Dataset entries

/---

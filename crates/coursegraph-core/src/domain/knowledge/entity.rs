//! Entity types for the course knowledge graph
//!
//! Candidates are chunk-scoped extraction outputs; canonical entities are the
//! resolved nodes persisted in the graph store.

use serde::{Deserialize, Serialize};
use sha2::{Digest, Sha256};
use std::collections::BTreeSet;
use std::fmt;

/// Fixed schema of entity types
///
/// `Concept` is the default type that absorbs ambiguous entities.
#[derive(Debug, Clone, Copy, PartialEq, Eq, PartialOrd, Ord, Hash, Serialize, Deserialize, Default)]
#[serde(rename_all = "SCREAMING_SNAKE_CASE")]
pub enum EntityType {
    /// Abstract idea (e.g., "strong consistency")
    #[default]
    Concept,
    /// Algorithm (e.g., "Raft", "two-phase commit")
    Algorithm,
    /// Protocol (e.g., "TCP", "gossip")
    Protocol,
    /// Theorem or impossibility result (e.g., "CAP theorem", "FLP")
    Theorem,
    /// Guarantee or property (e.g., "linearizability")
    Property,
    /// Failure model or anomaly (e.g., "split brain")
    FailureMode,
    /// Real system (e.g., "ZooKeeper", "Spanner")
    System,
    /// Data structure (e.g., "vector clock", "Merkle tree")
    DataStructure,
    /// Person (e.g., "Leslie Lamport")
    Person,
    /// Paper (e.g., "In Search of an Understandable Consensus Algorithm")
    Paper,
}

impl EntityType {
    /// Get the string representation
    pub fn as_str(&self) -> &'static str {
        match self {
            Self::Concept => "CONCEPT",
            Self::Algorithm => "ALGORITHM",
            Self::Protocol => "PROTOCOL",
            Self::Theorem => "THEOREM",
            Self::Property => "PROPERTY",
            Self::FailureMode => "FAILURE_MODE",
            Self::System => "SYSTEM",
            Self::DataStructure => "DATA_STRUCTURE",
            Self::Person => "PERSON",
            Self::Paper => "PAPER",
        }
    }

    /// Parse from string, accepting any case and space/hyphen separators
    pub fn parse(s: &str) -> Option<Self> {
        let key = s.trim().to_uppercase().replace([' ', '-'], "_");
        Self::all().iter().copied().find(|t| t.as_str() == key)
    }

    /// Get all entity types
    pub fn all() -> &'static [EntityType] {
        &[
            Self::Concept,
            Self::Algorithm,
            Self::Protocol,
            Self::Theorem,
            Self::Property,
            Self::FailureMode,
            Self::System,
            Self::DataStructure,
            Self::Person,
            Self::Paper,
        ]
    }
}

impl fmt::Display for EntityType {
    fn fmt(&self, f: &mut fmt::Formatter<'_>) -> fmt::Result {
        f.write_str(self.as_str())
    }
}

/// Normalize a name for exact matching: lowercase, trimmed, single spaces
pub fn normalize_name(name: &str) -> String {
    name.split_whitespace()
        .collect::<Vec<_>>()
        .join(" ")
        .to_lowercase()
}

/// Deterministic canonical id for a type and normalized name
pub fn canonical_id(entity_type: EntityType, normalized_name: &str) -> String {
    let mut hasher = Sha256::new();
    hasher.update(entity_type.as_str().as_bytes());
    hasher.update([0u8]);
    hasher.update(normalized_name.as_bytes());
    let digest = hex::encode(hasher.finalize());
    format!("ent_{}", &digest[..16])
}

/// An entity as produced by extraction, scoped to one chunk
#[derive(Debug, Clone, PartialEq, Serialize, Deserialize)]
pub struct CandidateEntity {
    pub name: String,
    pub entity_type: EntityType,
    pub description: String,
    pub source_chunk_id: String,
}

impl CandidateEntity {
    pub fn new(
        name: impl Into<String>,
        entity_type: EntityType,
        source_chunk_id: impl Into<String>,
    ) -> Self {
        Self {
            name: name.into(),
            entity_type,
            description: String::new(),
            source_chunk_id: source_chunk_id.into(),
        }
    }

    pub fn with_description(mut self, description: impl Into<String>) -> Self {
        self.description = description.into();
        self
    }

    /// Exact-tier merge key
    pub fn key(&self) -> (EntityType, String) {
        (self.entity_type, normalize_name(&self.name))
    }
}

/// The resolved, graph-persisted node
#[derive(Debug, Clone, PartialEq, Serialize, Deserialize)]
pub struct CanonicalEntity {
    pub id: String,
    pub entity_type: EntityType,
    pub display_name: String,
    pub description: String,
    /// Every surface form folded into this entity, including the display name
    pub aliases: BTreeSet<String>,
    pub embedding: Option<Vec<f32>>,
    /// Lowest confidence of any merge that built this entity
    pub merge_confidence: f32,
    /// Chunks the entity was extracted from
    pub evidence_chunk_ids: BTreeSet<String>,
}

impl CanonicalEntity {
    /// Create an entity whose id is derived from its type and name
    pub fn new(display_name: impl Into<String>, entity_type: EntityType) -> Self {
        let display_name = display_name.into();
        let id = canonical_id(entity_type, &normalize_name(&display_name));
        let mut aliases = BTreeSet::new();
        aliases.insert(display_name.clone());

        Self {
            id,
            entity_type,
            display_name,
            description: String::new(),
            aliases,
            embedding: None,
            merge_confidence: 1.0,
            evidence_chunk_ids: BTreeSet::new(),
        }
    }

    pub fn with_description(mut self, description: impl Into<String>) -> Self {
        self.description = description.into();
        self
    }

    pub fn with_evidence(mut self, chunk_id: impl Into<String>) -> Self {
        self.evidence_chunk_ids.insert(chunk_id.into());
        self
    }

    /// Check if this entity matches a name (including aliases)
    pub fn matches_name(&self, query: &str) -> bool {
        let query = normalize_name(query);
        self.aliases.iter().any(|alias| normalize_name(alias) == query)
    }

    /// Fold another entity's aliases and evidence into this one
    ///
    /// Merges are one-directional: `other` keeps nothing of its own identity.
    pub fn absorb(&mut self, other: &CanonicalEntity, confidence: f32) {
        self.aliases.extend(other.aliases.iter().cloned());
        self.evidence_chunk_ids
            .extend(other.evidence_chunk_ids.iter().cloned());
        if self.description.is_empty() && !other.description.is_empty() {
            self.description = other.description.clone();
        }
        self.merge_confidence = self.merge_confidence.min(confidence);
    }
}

\---
/---

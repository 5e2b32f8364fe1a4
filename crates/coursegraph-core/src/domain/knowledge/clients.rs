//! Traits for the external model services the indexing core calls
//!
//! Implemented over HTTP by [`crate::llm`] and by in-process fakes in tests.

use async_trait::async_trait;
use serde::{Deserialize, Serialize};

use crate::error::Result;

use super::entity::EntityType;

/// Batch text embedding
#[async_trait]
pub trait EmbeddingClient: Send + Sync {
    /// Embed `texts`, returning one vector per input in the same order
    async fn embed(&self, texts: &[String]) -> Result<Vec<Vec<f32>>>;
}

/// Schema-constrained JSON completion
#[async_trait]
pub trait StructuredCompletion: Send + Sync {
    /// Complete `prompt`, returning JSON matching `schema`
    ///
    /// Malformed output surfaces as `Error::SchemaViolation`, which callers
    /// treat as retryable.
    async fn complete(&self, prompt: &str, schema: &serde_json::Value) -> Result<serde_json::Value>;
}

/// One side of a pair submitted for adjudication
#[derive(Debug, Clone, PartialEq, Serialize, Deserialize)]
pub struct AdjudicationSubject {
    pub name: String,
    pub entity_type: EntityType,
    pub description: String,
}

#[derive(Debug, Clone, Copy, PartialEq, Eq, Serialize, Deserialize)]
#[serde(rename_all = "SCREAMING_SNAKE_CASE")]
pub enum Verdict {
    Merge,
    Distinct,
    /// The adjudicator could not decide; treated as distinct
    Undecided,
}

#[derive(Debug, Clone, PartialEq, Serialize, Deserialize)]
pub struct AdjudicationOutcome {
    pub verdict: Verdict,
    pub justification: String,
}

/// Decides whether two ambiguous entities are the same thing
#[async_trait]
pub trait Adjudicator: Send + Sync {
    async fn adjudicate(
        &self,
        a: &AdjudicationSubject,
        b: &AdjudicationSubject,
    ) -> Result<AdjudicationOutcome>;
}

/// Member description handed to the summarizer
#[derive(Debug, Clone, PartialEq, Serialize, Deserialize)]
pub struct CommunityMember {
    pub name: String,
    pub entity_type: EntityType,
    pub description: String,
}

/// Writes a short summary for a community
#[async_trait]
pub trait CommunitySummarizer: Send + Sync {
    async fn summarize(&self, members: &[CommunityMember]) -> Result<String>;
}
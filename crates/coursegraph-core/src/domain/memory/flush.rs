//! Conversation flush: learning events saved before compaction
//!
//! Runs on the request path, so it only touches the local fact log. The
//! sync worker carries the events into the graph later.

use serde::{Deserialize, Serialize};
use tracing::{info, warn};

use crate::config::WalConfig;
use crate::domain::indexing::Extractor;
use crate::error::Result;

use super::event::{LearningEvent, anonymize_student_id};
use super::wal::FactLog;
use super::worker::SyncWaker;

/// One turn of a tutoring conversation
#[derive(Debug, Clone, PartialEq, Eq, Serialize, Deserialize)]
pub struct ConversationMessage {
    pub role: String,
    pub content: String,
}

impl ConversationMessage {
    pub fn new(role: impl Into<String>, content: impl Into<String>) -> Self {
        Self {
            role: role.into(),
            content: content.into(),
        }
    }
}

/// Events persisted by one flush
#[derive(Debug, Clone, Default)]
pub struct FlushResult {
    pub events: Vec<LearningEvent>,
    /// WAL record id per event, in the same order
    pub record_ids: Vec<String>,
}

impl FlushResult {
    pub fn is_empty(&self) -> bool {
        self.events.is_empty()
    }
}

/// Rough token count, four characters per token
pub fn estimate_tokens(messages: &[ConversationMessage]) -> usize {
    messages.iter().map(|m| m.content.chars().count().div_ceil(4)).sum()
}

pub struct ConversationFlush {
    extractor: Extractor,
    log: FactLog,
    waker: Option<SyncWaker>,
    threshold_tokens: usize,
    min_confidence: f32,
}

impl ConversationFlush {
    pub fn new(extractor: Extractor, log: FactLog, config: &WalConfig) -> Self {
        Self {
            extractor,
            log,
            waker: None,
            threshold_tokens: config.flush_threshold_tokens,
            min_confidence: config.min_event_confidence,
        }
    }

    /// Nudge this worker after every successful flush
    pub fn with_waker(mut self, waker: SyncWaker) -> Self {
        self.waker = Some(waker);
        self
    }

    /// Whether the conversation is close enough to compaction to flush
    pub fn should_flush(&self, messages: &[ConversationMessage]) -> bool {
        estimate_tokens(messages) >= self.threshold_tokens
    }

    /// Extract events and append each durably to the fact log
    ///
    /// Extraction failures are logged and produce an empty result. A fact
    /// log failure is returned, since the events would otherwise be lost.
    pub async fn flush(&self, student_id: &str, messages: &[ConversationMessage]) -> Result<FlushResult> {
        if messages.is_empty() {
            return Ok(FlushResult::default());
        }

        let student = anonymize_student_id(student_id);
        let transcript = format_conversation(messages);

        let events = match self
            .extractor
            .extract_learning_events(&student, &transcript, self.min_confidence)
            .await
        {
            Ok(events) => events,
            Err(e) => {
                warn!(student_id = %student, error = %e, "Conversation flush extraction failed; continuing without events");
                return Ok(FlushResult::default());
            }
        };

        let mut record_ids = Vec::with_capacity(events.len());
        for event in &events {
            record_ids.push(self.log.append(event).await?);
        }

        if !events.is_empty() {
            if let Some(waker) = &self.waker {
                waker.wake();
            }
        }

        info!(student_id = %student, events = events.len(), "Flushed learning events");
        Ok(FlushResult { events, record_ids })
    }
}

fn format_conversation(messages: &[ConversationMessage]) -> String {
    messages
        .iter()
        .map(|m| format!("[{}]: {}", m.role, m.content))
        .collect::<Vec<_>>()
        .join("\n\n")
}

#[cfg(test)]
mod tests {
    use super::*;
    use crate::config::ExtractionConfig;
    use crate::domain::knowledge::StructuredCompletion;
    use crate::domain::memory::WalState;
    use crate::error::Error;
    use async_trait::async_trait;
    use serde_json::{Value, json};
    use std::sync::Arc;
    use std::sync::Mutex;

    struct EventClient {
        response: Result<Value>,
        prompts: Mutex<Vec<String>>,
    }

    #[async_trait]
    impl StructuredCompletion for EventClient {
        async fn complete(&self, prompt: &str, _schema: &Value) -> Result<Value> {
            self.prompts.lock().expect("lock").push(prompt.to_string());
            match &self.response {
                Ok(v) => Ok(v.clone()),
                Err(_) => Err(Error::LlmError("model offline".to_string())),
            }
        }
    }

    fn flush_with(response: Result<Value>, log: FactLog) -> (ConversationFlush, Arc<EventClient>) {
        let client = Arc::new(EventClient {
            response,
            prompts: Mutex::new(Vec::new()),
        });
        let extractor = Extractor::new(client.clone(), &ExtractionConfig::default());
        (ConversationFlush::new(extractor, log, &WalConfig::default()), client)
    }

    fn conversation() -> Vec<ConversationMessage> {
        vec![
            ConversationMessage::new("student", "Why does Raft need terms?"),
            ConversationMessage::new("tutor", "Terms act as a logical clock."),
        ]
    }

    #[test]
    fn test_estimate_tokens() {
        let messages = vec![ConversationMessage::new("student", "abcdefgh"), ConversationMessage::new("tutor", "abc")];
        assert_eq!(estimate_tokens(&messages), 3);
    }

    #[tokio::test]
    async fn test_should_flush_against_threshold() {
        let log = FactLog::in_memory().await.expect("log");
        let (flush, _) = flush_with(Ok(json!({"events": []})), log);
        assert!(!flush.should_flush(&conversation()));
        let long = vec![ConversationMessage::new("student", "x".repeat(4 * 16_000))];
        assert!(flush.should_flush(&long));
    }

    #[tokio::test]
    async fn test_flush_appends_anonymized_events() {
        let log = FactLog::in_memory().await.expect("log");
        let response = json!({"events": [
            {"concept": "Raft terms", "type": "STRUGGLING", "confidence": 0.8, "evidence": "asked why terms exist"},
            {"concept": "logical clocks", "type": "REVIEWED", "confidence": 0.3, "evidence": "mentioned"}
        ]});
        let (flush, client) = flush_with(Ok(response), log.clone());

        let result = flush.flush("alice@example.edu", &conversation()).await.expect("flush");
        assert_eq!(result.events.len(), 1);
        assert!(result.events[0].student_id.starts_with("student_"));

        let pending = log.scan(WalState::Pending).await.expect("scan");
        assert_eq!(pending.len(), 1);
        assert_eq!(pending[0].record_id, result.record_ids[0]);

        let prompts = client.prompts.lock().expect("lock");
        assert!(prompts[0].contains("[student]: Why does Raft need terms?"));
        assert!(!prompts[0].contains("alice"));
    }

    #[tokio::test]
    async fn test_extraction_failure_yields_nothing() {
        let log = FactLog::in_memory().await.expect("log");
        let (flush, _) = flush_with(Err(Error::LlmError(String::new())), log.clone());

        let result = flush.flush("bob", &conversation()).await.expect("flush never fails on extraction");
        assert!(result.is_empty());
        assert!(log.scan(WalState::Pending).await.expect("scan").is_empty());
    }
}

\---

**PROBLEM DESCRIPTION**
If a line in the records above contains "compaction", copy that line.

**RESPONSE AREA**
//! Conversation flush: learning events saved before compaction
    /// Whether the conversation is close enough to compaction to flush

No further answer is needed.